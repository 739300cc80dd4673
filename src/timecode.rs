/// Format whole seconds as `HH:MM:SS`. Fractions are floored; hours may exceed 24.
pub fn seconds_to_clock(seconds: f64) -> String {
    let total = if seconds.is_finite() && seconds > 0.0 {
        seconds.floor() as u64
    } else {
        0
    };
    let hours = total / 3600;
    let minutes = (total % 3600) / 60;
    let secs = total % 60;

    format!("{:02}:{:02}:{:02}", hours, minutes, secs)
}

/// Parse `H:M:S` into seconds, or `None` when the text is not exactly three
/// integer fields or the total does not fit in a `u64`.
pub fn parse_clock(text: &str) -> Option<u64> {
    let mut fields = text.trim().split(':');
    let hours: u64 = fields.next()?.parse().ok()?;
    let minutes: u64 = fields.next()?.parse().ok()?;
    let secs: u64 = fields.next()?.parse().ok()?;
    if fields.next().is_some() {
        return None;
    }

    hours
        .checked_mul(3600)?
        .checked_add(minutes.checked_mul(60)?)?
        .checked_add(secs)
}

/// Lenient form of [`parse_clock`]: malformed text reads as `0`.
///
/// A zero result is not proof of success; use [`parse_clock`] when the caller
/// needs to tell the two apart.
pub fn clock_to_seconds(text: &str) -> u64 {
    parse_clock(text).unwrap_or(0)
}

#[cfg(test)]
mod tests {
    use super::*;

    #[test]
    fn test_seconds_to_clock() {
        assert_eq!(seconds_to_clock(0.0), "00:00:00");
        assert_eq!(seconds_to_clock(59.9), "00:00:59");
        assert_eq!(seconds_to_clock(3661.0), "01:01:01");
        assert_eq!(seconds_to_clock(90000.0), "25:00:00");
    }

    #[test]
    fn test_clock_to_seconds() {
        assert_eq!(clock_to_seconds("00:01:05"), 65);
        assert_eq!(clock_to_seconds("1:2:3"), 3723);
        assert_eq!(clock_to_seconds("100:00:00"), 360_000);
    }

    #[test]
    fn test_malformed_clock_reads_as_zero() {
        for text in [
            "abc",
            "1:2",
            "",
            "1:2:3:4",
            "01:xx:03",
            "-1:00:00",
            "99999999999999999:00:00",
            "00:9999999999999999999:00",
        ] {
            assert_eq!(clock_to_seconds(text), 0, "{:?}", text);
            assert_eq!(parse_clock(text), None, "{:?}", text);
        }
    }

    #[test]
    fn test_round_trip() {
        for text in ["00:00:00", "00:00:59", "01:30:00", "23:59:59", "99:59:59"] {
            assert_eq!(seconds_to_clock(clock_to_seconds(text) as f64), text);
        }
    }
}
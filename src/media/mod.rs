// Encoder process plumbing
//
// - commands: argument builder and process launch with merged output
// - stream: splitting raw encoder output into lines
// - probe: reading duration and stream details from an input banner

pub mod commands;
pub mod probe;
pub mod stream;

pub use commands::*;
pub use probe::{estimate_total_seconds, parse_media_info, probe, MediaInfo};
pub use stream::LineSplitter;
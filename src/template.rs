pub const SOURCE: &str = "${SOURCE}";
pub const DEST: &str = "${DEST}";
pub const EXT: &str = "${EXT}";

/// Per-file values substituted into a command template
#[derive(Debug, Clone, Default, PartialEq, Eq)]
pub struct Bindings {
    pub source: String,
    pub dest: String,
    pub ext: String,
}

impl Bindings {
    pub fn new<S1, S2, S3>(source: S1, dest: S2, ext: S3) -> Self
    where
        S1: Into<String>,
        S2: Into<String>,
        S3: Into<String>,
    {
        Self {
            source: source.into(),
            dest: dest.into(),
            ext: ext.into(),
        }
    }

    /// Replace every placeholder occurrence in one token
    pub fn apply(&self, token: &str) -> String {
        token
            .replace(SOURCE, &self.source)
            .replace(DEST, &self.dest)
            .replace(EXT, &self.ext)
    }
}

/// Expand every token of `template`; tokens without placeholders pass through.
pub fn expand<S: AsRef<str>>(template: &[S], bindings: &Bindings) -> Vec<String> {
    template
        .iter()
        .map(|token| bindings.apply(token.as_ref()))
        .collect()
}
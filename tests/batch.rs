#![cfg(unix)]

//! End-to-end batches against a shell script posing as the encoder.
//!
//! Each fake input file drives the script: line 1 is the announced duration
//! (`-` for none), line 2 the exit code (or `hang` to block until killed), and
//! every further line a cursor time printed as a `frame= ... time=` status line.
//! Like ffmpeg without `-y`, the script refuses to overwrite an existing output.

use assert_fs::prelude::*;
use assert_fs::TempDir;
use std::path::{Path, PathBuf};
use std::sync::Arc;
use std::time::Duration;
use tokio_test::assert_ok;

use vidtools::batch::{BatchController, BatchJob, BatchReport, CancelHandle};
use vidtools::config::EncoderConfig;
use vidtools::observer::{BatchEvent, BatchOutcome, ChannelObserver, FileStatus};

const FAKE_ENCODER: &str = r#"src="$1"
dest="$2"
duration=$(sed -n 1p "$src")
mode=$(sed -n 2p "$src")
if [ -e "$dest" ]; then
  echo "File '$dest' already exists. Exiting." >&2
  exit 1
fi
echo "encoded $src" > "$dest"
echo "Input #0, mov,mp4,m4a,3gp,3g2,mj2, from '$src':" >&2
if [ "$duration" != "-" ]; then
  echo "  Duration: $duration, start: 0.000000, bitrate: 1000 kb/s" >&2
fi
sed -n '3,$p' "$src" | while read -r t; do
  printf 'frame=  100 fps=25 q=28.0 size=     256kB time=%s bitrate= 512.0kbits/s speed=2x\r' "$t" >&2
done
if [ "$mode" = "hang" ]; then
  exec sleep 30
fi
if [ "${mode:-0}" != "0" ]; then
  echo "Conversion failed!" >&2
fi
exit "${mode:-0}"
"#;

fn controller(temp: &TempDir) -> BatchController {
    let script = temp.child("fake-encoder.sh");
    script.write_str(FAKE_ENCODER).unwrap();

    let encoder = EncoderConfig {
        fixed_flags: vec![script.path().to_string_lossy().into_owned()],
        ..EncoderConfig::default()
    };
    BatchController::with_binary("/bin/sh", encoder)
}

fn clip(temp: &TempDir, name: &str, duration: &str, mode: &str, times: &[&str]) -> PathBuf {
    let mut contents = format!("{}\n{}\n", duration, mode);
    for time in times {
        contents.push_str(time);
        contents.push('\n');
    }
    let child = temp.child(name);
    child.write_str(&contents).unwrap();
    child.path().to_path_buf()
}

fn job(label: &str, inputs: Vec<PathBuf>, estimate: f64) -> BatchJob {
    BatchJob::new(label, vec!["${SOURCE}".to_string(), "${DEST}".to_string()])
        .with_inputs(inputs)
        .with_suffix("_out.${EXT}")
        .with_estimate(estimate)
}

async fn run(controller: &BatchController, job: &BatchJob) -> (BatchReport, Vec<BatchEvent>) {
    let (observer, mut rx) = ChannelObserver::new();
    let report = assert_ok!(controller.run(job, &observer, CancelHandle::new()).await);
    drop(observer);

    let mut events = Vec::new();
    while let Some(event) = rx.recv().await {
        events.push(event);
    }
    (report, events)
}

fn output_of(source: &Path) -> PathBuf {
    let stem = source.file_stem().unwrap().to_string_lossy();
    let ext = source.extension().unwrap().to_string_lossy();
    source.with_file_name(format!("{}_out.{}", stem, ext))
}

#[tokio::test]
async fn test_batch_progress_spans_files() {
    let temp = TempDir::new().unwrap();
    let controller = controller(&temp);
    let first = clip(&temp, "first.mov", "00:00:10.00", "0", &["00:00:05.00", "00:00:10.00"]);
    let second = clip(&temp, "second.mov", "00:00:20.00", "0", &["00:00:10.00", "00:00:20.00"]);

    let (report, events) = run(&controller, &job("Converting", vec![first.clone(), second.clone()], 30.0)).await;

    assert_eq!(report.outcome, BatchOutcome::Completed);
    assert_eq!(report.completed_seconds, 30.0);
    assert!(output_of(&first).is_file());
    assert!(output_of(&second).is_file());

    let updates: Vec<_> = events
        .iter()
        .filter_map(|e| match e {
            BatchEvent::Progress(update) => Some(update),
            _ => None,
        })
        .collect();

    let halfway = updates
        .iter()
        .find(|u| u.file_index == 0 && u.cursor_seconds == 5.0)
        .expect("progress for the first file");
    assert_eq!(halfway.file_fraction, 0.5);
    assert!((halfway.batch_fraction - 5.0 / 30.0).abs() < 1e-9);
    assert_eq!(halfway.file_count, 2);
    assert_eq!(halfway.batch_label, "Converting");
    assert_eq!(halfway.file_label, "first.mov");

    let later = updates
        .iter()
        .find(|u| u.file_index == 1)
        .expect("progress for the second file");
    assert_eq!(later.completed_seconds, 10.0);
    assert_eq!(later.file_fraction, 0.5);
    assert!((later.batch_fraction - 20.0 / 30.0).abs() < 1e-9);

    assert!(updates.iter().all(|u| (0.0..=1.0).contains(&u.batch_fraction)));
    assert_eq!(events.last(), Some(&BatchEvent::Finished(BatchOutcome::Completed)));
}

#[tokio::test]
async fn test_failed_file_does_not_stop_batch() {
    let temp = TempDir::new().unwrap();
    let controller = controller(&temp);
    let inputs = vec![
        clip(&temp, "a.mp4", "00:00:04.00", "0", &["00:00:04.00"]),
        clip(&temp, "b.mp4", "00:00:04.00", "1", &["00:00:02.00"]),
        clip(&temp, "c.mp4", "00:00:04.00", "0", &["00:00:04.00"]),
    ];

    let (report, events) = run(&controller, &job("Converting", inputs.clone(), 12.0)).await;

    assert_eq!(report.outcome, BatchOutcome::CompletedWithFailures);
    assert!(report.outcome.is_failure());
    assert_eq!(report.files.len(), 3);
    assert_eq!(report.files[0].status, FileStatus::Succeeded);
    assert_eq!(report.files[2].status, FileStatus::Succeeded);

    let failed = &report.files[1];
    assert!(matches!(failed.status, FileStatus::Failed(_)));
    assert_eq!(failed.exit_code, Some(1));
    assert_eq!(failed.last_line.as_deref(), Some("Conversion failed!"));

    assert!(output_of(&inputs[0]).is_file());
    assert!(output_of(&inputs[2]).is_file());
    assert_eq!(
        events.last(),
        Some(&BatchEvent::Finished(BatchOutcome::CompletedWithFailures))
    );
}

#[tokio::test]
async fn test_missing_input_is_skipped() {
    let temp = TempDir::new().unwrap();
    let controller = controller(&temp);
    let present = clip(&temp, "present.mkv", "00:00:03.00", "0", &["00:00:03.00"]);
    let missing = temp.path().join("missing.mkv");

    let (report, events) = run(&controller, &job("Converting", vec![missing.clone(), present.clone()], 3.0)).await;

    assert_eq!(report.outcome, BatchOutcome::CompletedWithFailures);
    assert_eq!(report.files[0].status, FileStatus::Skipped);
    assert_eq!(report.files[0].destination, None);
    assert_eq!(report.files[1].status, FileStatus::Succeeded);
    assert!(output_of(&present).is_file());
    assert!(!output_of(&missing).exists());

    let started: Vec<_> = events
        .iter()
        .filter_map(|e| match e {
            BatchEvent::FileStarted { file_index, .. } => Some(*file_index),
            _ => None,
        })
        .collect();
    assert_eq!(started, vec![1]);
}

#[tokio::test]
async fn test_output_directory_and_previous_output() {
    let temp = TempDir::new().unwrap();
    let out = temp.child("out");
    let controller = controller(&temp).output_dir(out.path().join("nested"));
    let source = clip(&temp, "clip.avi", "00:00:02.00", "0", &["00:00:02.00"]);

    out.child("nested").create_dir_all().unwrap();
    let stale = out.child("nested").child("clip_out.avi");
    stale.write_str("stale").unwrap();

    let (report, _) = run(&controller, &job("Converting", vec![source.clone()], 2.0)).await;

    assert_eq!(report.outcome, BatchOutcome::Completed);
    assert_eq!(report.files[0].destination.as_deref(), Some(stale.path()));
    let written = std::fs::read_to_string(stale.path()).unwrap();
    assert!(written.starts_with("encoded "));
    assert!(source.is_file());
}

#[tokio::test]
async fn test_fixed_destination_runs_once() {
    let temp = TempDir::new().unwrap();
    let controller = controller(&temp);
    let list = clip(&temp, "list.txt", "00:00:08.00", "0", &["00:00:08.00"]);
    let destination = temp.path().join("joined").join("all.mp4");

    let job = BatchJob::new(
        "Concatenating videos",
        vec![list.to_string_lossy().into_owned(), "${DEST}".to_string()],
    )
    .with_inputs(vec![temp.path().join("a.mp4"), temp.path().join("b.mp4")])
    .with_fixed_destination(&destination)
    .with_estimate(8.0);

    let (report, events) = run(&controller, &job).await;

    assert_eq!(report.outcome, BatchOutcome::Completed);
    assert_eq!(report.files.len(), 1);
    assert!(destination.is_file());
    assert!(events.contains(&BatchEvent::FileStarted {
        file_index: 0,
        source: destination.clone(),
        destination: destination.clone(),
    }));
}

#[tokio::test]
async fn test_rerun_replaces_fixed_destination() {
    let temp = TempDir::new().unwrap();
    let controller = controller(&temp);
    let list = clip(&temp, "list.txt", "00:00:08.00", "0", &["00:00:08.00"]);
    let destination = temp.child("joined.mp4");
    destination.write_str("old output").unwrap();

    let job = BatchJob::new(
        "Concatenating videos",
        vec![list.to_string_lossy().into_owned(), "${DEST}".to_string()],
    )
    .with_inputs(vec![temp.path().join("a.mp4")])
    .with_fixed_destination(destination.path())
    .with_estimate(8.0);

    let (report, _) = run(&controller, &job).await;

    assert_eq!(report.outcome, BatchOutcome::Completed);
    assert_eq!(report.files[0].status, FileStatus::Succeeded);
    let written = std::fs::read_to_string(destination.path()).unwrap();
    assert!(written.starts_with("encoded "));
}

#[tokio::test]
async fn test_unknown_duration_uses_batch_estimate() {
    let temp = TempDir::new().unwrap();
    let controller = controller(&temp);
    let source = clip(&temp, "stream.ts", "N/A", "0", &["00:00:15.00"]);

    let (report, events) = run(&controller, &job("Converting", vec![source], 60.0)).await;

    assert_eq!(report.outcome, BatchOutcome::Completed);
    let update = events
        .iter()
        .find_map(|e| match e {
            BatchEvent::Progress(update) => Some(update),
            _ => None,
        })
        .expect("progress with the estimate as duration");
    assert_eq!(update.file_total_seconds, 60.0);
    assert_eq!(update.file_fraction, 0.25);
    assert_eq!(update.batch_fraction, 0.25);
}

#[tokio::test]
async fn test_silent_encoder_still_succeeds() {
    let temp = TempDir::new().unwrap();
    let controller = controller(&temp);
    let source = clip(&temp, "quiet.wav", "-", "0", &[]);

    let (report, events) = run(&controller, &job("Converting", vec![source.clone()], 10.0)).await;

    assert_eq!(report.outcome, BatchOutcome::Completed);
    assert_eq!(report.files[0].status, FileStatus::Succeeded);
    assert_eq!(report.files[0].cursor_seconds, 0.0);
    assert_eq!(report.completed_seconds, 0.0);
    assert!(output_of(&source).is_file());
    assert!(!events.iter().any(|e| matches!(e, BatchEvent::Progress(_))));
}

#[tokio::test]
async fn test_cancel_kills_running_encoder() {
    let temp = TempDir::new().unwrap();
    let controller = controller(&temp);
    let inputs = vec![
        clip(&temp, "one.mov", "00:00:05.00", "0", &["00:00:05.00"]),
        clip(&temp, "two.mov", "00:01:00.00", "hang", &["00:00:07.00"]),
        clip(&temp, "three.mov", "00:00:05.00", "0", &["00:00:05.00"]),
    ];

    let (observer, mut rx) = ChannelObserver::new();
    let handle = controller.spawn(job("Converting", inputs.clone(), 70.0), Arc::new(observer));

    let mut events = Vec::new();
    let drained = tokio::time::timeout(Duration::from_secs(10), async {
        while let Some(event) = rx.recv().await {
            if matches!(&event, BatchEvent::Progress(u) if u.file_index == 1) {
                handle.cancel();
            }
            events.push(event);
        }
    })
    .await;
    assert!(drained.is_ok(), "batch did not stop after cancel");

    let report = assert_ok!(handle.join().await);
    assert_eq!(report.outcome, BatchOutcome::Cancelled);
    assert!(!report.outcome.is_failure());
    assert_eq!(report.files.len(), 2);
    assert_eq!(report.files[1].status, FileStatus::Cancelled);
    assert_eq!(report.completed_seconds, 12.0);

    assert!(!events
        .iter()
        .any(|e| matches!(e, BatchEvent::FileStarted { file_index: 2, .. })));
    assert_eq!(events.last(), Some(&BatchEvent::Finished(BatchOutcome::Cancelled)));

    // partial output stays where the encoder left it
    assert!(output_of(&inputs[1]).is_file());
    assert!(!output_of(&inputs[2]).exists());
}

#[tokio::test]
async fn test_cancel_before_start_launches_nothing() {
    let temp = TempDir::new().unwrap();
    let controller = controller(&temp);
    let source = clip(&temp, "clip.mov", "00:00:05.00", "0", &["00:00:05.00"]);

    let cancel = CancelHandle::new();
    cancel.cancel();
    let (observer, mut rx) = ChannelObserver::new();
    let report = assert_ok!(controller.run(&job("Converting", vec![source.clone()], 5.0), &observer, cancel).await);
    drop(observer);

    assert_eq!(report.outcome, BatchOutcome::Cancelled);
    assert!(report.files.is_empty());
    assert!(!output_of(&source).exists());
    assert_eq!(rx.recv().await, Some(BatchEvent::Finished(BatchOutcome::Cancelled)));
    assert_eq!(rx.recv().await, None);
}
impl BatchController {
    /// Resolve the encoder from configuration. A missing binary is fatal here,
    /// before any batch begins.
    pub fn new(config: &Config) -> Result<Self> {
        let binary = config.encoder.resolve_binary()?;
        info!("Using encoder {}", binary.display());

        Ok(Self {
            binary,
            encoder: config.encoder.clone(),
            output_dir: config.output.directory.clone(),
        })
    }

    pub fn with_binary<P: Into<PathBuf>>(binary: P, encoder: EncoderConfig) -> Self {
        Self {
            binary: binary.into(),
            encoder,
            output_dir: None,
        }
    }

    pub fn output_dir<P: Into<PathBuf>>(mut self, dir: P) -> Self {
        self.output_dir = Some(dir.into());
        self
    }

    pub fn binary(&self) -> &Path {
        &self.binary
    }

    /// Run `job` on a dedicated task; progress flows through `observer`.
    pub fn spawn(self, job: BatchJob, observer: Arc<dyn BatchObserver>) -> BatchHandle {
        let cancel = CancelHandle::new();
        let worker_cancel = cancel.clone();
        let task = tokio::spawn(async move {
            self.run(&job, observer.as_ref(), worker_cancel).await
        });

        BatchHandle { cancel, task }
    }

    /// Process every file of `job` in order.
    ///
    /// Only an unusable encoder binary is returned as an error; everything
    /// that goes wrong with individual files ends up in the report.
    pub async fn run(
        &self,
        job: &BatchJob,
        observer: &dyn BatchObserver,
        cancel: CancelHandle,
    ) -> Result<BatchReport> {
        if !self.binary.is_file() {
            error!("Encoder binary is missing: {}", self.binary.display());
            return Err(VidtoolsError::EncoderNotFound(self.binary.display().to_string()));
        }

        let inputs = job.effective_inputs();
        info!(
            "Starting batch '{}': {} file(s), estimated {}",
            job.label,
            inputs.len(),
            seconds_to_clock(job.estimated_total_seconds)
        );

        let mut run = BatchRun::new(cancel);
        let mut cancelled = false;

        for (index, source) in inputs.iter().enumerate() {
            if job.fixed_destination.is_none() && !source.is_file() {
                warn!("Skipping missing input: {}", source.display());
                run.record(
                    FileResult {
                        file_index: index,
                        source: source.clone(),
                        destination: None,
                        status: FileStatus::Skipped,
                        exit_code: None,
                        cursor_seconds: 0.0,
                        last_line: None,
                    },
                    observer,
                );
                continue;
            }

            let destination = job.destination_for(source, self.output_dir.as_deref());
            let guard_source = job.fixed_destination.is_none();
            if let Err(e) = prepare_destination(source, &destination, guard_source).await {
                error!("Failed to prepare {}: {}", destination.display(), e);
                run.record(
                    FileResult {
                        file_index: index,
                        source: source.clone(),
                        destination: Some(destination),
                        status: FileStatus::Failed(e.to_string()),
                        exit_code: None,
                        cursor_seconds: 0.0,
                        last_line: None,
                    },
                    observer,
                );
                continue;
            }

            if run.cancel.is_cancelled() {
                info!("Batch '{}' cancelled before {}", job.label, source.display());
                cancelled = true;
                break;
            }

            observer.on_file_started(index, source, &destination);
            let encoded = match self
                .encode_file(job, index, inputs.len(), source, &destination, &run, observer)
                .await
            {
                Ok(encoded) => encoded,
                Err(e) => {
                    error!("Failed to process {}: {}", source.display(), e);
                    EncodeResult {
                        status: FileStatus::Failed(e.to_string()),
                        exit_code: None,
                        cursor_seconds: 0.0,
                        last_line: None,
                    }
                }
            };

            run.completed_seconds += encoded.cursor_seconds;
            log_sizes(source, &destination).await;

            let was_cancelled = encoded.status == FileStatus::Cancelled;
            run.record(
                FileResult {
                    file_index: index,
                    source: source.clone(),
                    destination: Some(destination),
                    status: encoded.status,
                    exit_code: encoded.exit_code,
                    cursor_seconds: encoded.cursor_seconds,
                    last_line: encoded.last_line,
                },
                observer,
            );

            if was_cancelled {
                cancelled = true;
                break;
            }
        }

        let outcome = if cancelled {
            BatchOutcome::Cancelled
        } else if run.any_failure {
            BatchOutcome::CompletedWithFailures
        } else {
            BatchOutcome::Completed
        };
        info!("Batch '{}' finished: {:?}", job.label, outcome);
        observer.on_finished(outcome);

        Ok(BatchReport {
            outcome,
            files: run.files,
            completed_seconds: run.completed_seconds,
        })
    }

    #[allow(clippy::too_many_arguments)]
    async fn encode_file(
        &self,
        job: &BatchJob,
        index: usize,
        count: usize,
        source: &Path,
        destination: &Path,
        run: &BatchRun,
        observer: &dyn BatchObserver,
    ) -> Result<EncodeResult> {
        let bindings = Bindings::new(
            source.to_string_lossy(),
            destination.to_string_lossy(),
            extension_of(source),
        );
        let command = EncoderCommand::new(&self.binary, job.label.clone())
            .args(self.encoder.fixed_flags.iter().cloned())
            .args(expand(&job.command_template, &bindings));
        info!("Executing: {}", command.command_line());

        let mut encoder = command.spawn_merged()?;
        let mut parser = ProgressParser::new(job.estimated_total_seconds);
        let mut last_line = None;
        let file_label = source
            .file_name()
            .map(|n| n.to_string_lossy().into_owned())
            .unwrap_or_default();

        loop {
            let step = tokio::select! {
                biased;
                _ = run.cancel.cancelled() => Step::Cancelled,
                line = encoder.next_line() => match line {
                    Some(line) => Step::Line(line),
                    None => Step::Eof,
                },
            };

            match step {
                Step::Line(line) => {
                    if let Some(observation) = parser.feed(&line) {
                        let destination_bytes = tokio::fs::metadata(destination).await.ok().map(|m| m.len());
                        observer.on_progress(&ProgressUpdate {
                            batch_label: job.label.clone(),
                            file_label: file_label.clone(),
                            file_index: index,
                            file_count: count,
                            file_fraction: observation.file_fraction(),
                            batch_fraction: observation
                                .batch_fraction(run.completed_seconds, job.estimated_total_seconds),
                            cursor_seconds: observation.cursor_seconds,
                            file_total_seconds: observation.total_seconds,
                            completed_seconds: run.completed_seconds,
                            estimated_total_seconds: job.estimated_total_seconds,
                            destination_bytes,
                        });
                    }
                    last_line = Some(line);
                }
                Step::Eof => break,
                Step::Cancelled => {
                    info!("Cancelling encoder for {}", source.display());
                    encoder.kill().await;
                    return Ok(EncodeResult {
                        status: FileStatus::Cancelled,
                        exit_code: None,
                        cursor_seconds: parser.cursor_seconds(),
                        last_line,
                    });
                }
            }
        }

        finish(encoder, parser, last_line, source).await
    }
}

async fn finish(
    mut encoder: RunningEncoder,
    parser: ProgressParser,
    last_line: Option<String>,
    source: &Path,
) -> Result<EncodeResult> {
    let status = encoder.wait().await?;
    let exit_code = status.code();

    let status = if status.success() {
        FileStatus::Succeeded
    } else {
        let diagnostic = last_line.clone().unwrap_or_default();
        error!(
            "Encoder failed on {} ({}): {}",
            source.display(),
            status,
            diagnostic
        );
        FileStatus::Failed(format!("encoder exited with {}: {}", status, diagnostic))
    };

    Ok(EncodeResult {
        status,
        exit_code,
        cursor_seconds: parser.cursor_seconds(),
        last_line,
    })
}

§

(TASK GOAL) Above are the lines; repeat exactly the ones from the line containing "let written = std::fs::read_to_string(stale.path()).unwrap();" down to the line containing "assert_eq!(report.files.len(), 1);", both inclusive.

(PROBLEM SOLUTION)
    let written = std::fs::read_to_string(stale.path()).unwrap();
    assert!(written.starts_with("encoded "));
    assert!(source.is_file());
}

#[tokio::test]
async fn test_fixed_destination_runs_once() {
    let temp = TempDir::new().unwrap();
    let controller = controller(&temp);
    let list = clip(&temp, "list.txt", "00:00:08.00", "0", &["00:00:08.00"]);
    let destination = temp.path().join("joined").join("all.mp4");

    let job = BatchJob::new(
        "Concatenating videos",
        vec![list.to_string_lossy().into_owned(), "${DEST}".to_string()],
    )
    .with_inputs(vec![temp.path().join("a.mp4"), temp.path().join("b.mp4")])
    .with_fixed_destination(&destination)
    .with_estimate(8.0);

    let (report, events) = run(&controller, &job).await;

    assert_eq!(report.outcome, BatchOutcome::Completed);
    assert_eq!(report.files.len(), 1);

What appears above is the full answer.